-------- SOURCE MATERIAL --------

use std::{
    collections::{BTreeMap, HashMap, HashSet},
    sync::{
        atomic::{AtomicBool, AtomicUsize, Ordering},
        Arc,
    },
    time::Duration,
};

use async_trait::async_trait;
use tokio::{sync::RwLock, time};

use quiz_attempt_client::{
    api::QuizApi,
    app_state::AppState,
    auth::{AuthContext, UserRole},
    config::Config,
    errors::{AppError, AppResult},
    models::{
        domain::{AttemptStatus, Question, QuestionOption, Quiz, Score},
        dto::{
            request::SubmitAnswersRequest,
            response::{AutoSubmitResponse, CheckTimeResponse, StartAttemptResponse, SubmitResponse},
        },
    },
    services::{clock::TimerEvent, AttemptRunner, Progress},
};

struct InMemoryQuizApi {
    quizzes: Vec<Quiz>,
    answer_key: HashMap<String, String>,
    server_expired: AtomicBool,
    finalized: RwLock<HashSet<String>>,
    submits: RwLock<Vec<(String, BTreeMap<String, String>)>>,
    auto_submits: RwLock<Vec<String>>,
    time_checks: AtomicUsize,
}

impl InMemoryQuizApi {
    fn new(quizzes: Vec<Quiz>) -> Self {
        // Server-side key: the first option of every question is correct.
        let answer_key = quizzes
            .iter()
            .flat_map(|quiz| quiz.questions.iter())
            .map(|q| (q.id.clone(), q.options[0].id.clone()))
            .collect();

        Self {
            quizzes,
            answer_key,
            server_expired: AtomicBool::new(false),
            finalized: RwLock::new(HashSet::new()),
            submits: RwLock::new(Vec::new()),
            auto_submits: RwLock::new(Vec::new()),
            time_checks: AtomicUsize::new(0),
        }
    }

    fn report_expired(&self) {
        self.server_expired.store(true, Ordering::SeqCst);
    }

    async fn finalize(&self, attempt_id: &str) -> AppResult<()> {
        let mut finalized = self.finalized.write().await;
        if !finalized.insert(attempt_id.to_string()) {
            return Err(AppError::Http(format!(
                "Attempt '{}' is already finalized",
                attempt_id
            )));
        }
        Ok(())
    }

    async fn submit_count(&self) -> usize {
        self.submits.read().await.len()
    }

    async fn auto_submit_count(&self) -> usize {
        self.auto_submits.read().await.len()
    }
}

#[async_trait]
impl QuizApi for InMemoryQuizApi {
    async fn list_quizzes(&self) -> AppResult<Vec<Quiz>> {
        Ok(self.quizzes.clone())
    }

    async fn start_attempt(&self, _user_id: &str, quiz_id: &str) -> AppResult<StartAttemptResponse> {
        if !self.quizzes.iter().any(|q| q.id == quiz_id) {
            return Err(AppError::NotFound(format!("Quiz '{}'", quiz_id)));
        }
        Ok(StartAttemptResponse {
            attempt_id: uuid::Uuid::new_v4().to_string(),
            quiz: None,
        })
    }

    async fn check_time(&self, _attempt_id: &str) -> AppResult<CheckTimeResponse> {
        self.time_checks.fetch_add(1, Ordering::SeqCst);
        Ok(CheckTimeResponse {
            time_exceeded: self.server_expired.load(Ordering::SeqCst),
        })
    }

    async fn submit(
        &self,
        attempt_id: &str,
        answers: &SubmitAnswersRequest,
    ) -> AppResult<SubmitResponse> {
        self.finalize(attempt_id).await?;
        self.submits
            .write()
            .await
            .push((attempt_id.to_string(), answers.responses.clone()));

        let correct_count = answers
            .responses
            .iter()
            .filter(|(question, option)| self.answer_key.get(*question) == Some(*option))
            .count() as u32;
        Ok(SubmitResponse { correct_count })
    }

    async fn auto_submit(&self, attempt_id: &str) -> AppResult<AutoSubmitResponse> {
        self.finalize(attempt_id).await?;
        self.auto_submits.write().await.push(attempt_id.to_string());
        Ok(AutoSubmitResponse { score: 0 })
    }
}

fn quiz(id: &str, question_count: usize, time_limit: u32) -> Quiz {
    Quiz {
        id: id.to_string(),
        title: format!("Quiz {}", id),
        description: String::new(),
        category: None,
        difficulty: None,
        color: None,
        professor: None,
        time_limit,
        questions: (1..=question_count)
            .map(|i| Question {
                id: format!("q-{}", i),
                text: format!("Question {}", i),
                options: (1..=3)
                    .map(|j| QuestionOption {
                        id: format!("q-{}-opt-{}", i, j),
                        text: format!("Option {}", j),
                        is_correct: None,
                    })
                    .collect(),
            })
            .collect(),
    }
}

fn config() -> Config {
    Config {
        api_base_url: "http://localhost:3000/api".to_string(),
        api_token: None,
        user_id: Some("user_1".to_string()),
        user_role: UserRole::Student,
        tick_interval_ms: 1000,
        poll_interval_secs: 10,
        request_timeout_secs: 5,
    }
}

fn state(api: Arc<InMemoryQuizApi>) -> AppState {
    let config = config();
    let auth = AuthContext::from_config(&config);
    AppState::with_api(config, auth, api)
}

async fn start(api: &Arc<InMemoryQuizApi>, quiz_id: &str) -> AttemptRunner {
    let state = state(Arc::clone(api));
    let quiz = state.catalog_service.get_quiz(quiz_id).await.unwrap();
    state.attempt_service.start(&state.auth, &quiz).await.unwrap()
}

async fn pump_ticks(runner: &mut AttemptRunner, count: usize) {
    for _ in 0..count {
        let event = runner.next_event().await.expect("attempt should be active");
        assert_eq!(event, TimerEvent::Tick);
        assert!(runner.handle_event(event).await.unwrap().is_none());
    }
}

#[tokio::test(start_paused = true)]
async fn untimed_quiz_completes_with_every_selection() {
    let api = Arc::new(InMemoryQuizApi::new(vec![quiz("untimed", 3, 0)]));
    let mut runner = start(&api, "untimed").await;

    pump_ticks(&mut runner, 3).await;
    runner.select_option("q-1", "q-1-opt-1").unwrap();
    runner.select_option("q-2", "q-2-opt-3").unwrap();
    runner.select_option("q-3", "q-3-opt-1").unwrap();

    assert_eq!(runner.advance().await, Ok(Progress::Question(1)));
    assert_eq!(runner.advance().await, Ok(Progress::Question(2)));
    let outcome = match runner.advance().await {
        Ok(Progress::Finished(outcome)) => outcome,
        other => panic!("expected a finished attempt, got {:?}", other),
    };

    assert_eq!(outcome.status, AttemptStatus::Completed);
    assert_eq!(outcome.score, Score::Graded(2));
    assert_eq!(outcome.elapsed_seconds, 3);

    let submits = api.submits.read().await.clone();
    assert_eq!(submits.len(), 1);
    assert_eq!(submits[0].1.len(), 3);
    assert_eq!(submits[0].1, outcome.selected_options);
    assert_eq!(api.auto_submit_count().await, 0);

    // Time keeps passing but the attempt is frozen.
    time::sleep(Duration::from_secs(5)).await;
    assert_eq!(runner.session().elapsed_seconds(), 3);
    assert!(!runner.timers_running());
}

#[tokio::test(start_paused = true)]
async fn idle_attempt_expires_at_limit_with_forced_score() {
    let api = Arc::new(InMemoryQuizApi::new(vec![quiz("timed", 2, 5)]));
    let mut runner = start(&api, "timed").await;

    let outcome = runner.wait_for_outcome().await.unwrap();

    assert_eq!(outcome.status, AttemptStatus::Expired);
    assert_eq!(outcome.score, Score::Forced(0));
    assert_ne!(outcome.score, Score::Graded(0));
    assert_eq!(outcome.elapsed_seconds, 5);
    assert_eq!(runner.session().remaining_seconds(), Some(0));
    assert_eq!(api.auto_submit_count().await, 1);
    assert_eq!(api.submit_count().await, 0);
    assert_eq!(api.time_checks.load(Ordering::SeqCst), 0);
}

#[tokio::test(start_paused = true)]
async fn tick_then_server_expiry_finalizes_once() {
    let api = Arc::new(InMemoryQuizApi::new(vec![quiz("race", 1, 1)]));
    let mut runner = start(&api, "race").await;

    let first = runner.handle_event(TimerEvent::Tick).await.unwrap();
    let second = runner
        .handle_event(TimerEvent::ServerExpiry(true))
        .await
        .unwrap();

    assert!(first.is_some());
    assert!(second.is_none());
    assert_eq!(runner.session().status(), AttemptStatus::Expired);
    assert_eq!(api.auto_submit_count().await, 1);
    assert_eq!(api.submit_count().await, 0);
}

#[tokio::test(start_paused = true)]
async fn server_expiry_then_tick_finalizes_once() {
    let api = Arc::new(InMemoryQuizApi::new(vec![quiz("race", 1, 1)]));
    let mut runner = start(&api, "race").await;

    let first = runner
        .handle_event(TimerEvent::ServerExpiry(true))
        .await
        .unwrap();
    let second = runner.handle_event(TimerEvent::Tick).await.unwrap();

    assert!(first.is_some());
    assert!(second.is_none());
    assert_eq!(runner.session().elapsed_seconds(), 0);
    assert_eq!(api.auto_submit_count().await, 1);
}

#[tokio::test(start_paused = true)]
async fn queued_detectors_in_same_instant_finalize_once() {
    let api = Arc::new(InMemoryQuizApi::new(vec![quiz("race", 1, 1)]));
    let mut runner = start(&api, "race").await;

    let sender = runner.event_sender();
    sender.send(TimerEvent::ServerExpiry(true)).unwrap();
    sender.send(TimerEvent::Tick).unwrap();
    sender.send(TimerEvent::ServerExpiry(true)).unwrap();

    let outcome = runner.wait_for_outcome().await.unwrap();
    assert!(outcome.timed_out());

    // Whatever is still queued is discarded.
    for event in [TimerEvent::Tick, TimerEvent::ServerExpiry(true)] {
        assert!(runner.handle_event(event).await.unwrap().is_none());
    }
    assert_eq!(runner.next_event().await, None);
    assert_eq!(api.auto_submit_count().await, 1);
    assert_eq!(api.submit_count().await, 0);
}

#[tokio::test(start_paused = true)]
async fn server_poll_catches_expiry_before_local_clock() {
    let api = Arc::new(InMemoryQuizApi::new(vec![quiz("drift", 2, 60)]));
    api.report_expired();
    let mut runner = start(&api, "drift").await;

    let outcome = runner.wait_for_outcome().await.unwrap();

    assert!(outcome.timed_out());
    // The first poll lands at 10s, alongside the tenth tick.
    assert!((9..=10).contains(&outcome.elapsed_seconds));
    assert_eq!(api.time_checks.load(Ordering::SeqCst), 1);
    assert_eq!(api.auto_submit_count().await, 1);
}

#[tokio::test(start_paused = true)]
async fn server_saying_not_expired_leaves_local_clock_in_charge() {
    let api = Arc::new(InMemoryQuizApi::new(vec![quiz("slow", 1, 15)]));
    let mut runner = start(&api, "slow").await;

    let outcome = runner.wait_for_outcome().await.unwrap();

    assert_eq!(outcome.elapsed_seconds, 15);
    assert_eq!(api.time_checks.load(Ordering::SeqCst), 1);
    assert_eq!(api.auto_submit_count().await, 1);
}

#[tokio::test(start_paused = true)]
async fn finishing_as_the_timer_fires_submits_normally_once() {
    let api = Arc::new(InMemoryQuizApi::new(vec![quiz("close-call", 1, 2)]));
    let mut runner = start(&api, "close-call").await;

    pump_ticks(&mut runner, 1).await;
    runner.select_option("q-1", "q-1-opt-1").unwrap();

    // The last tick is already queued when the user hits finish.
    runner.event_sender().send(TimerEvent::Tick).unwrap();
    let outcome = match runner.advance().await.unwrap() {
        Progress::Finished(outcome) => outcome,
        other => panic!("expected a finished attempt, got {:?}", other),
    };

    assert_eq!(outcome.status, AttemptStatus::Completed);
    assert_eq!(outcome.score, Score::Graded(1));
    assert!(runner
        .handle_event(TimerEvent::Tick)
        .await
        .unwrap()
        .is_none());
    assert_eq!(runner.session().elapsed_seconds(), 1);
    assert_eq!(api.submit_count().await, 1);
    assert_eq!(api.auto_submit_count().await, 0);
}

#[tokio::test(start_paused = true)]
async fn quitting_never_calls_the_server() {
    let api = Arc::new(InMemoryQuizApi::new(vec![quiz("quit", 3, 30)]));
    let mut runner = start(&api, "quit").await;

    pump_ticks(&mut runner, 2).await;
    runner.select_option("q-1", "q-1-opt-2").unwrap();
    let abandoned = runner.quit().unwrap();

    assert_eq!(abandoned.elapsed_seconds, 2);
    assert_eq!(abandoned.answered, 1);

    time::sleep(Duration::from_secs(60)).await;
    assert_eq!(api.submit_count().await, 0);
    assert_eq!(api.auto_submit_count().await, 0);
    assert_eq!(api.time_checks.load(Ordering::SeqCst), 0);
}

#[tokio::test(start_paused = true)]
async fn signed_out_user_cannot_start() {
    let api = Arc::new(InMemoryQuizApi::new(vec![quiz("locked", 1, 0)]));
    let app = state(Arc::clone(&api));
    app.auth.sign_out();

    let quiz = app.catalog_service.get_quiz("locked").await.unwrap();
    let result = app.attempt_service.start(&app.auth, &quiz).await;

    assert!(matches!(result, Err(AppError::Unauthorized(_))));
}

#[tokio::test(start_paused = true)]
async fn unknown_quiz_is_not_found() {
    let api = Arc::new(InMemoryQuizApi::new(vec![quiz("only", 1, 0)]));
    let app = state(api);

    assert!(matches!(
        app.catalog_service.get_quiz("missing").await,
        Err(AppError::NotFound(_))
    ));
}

--------

Search the data for the string "first". List each line that has it.

WRITTEN REPLY:
        // Server-side key: the first option of every question is correct.
    let first = runner.handle_event(TimerEvent::Tick).await.unwrap();
    assert!(first.is_some());
    let first = runner
    assert!(first.is_some());
    // The first poll lands at 10s, alongside the tenth tick.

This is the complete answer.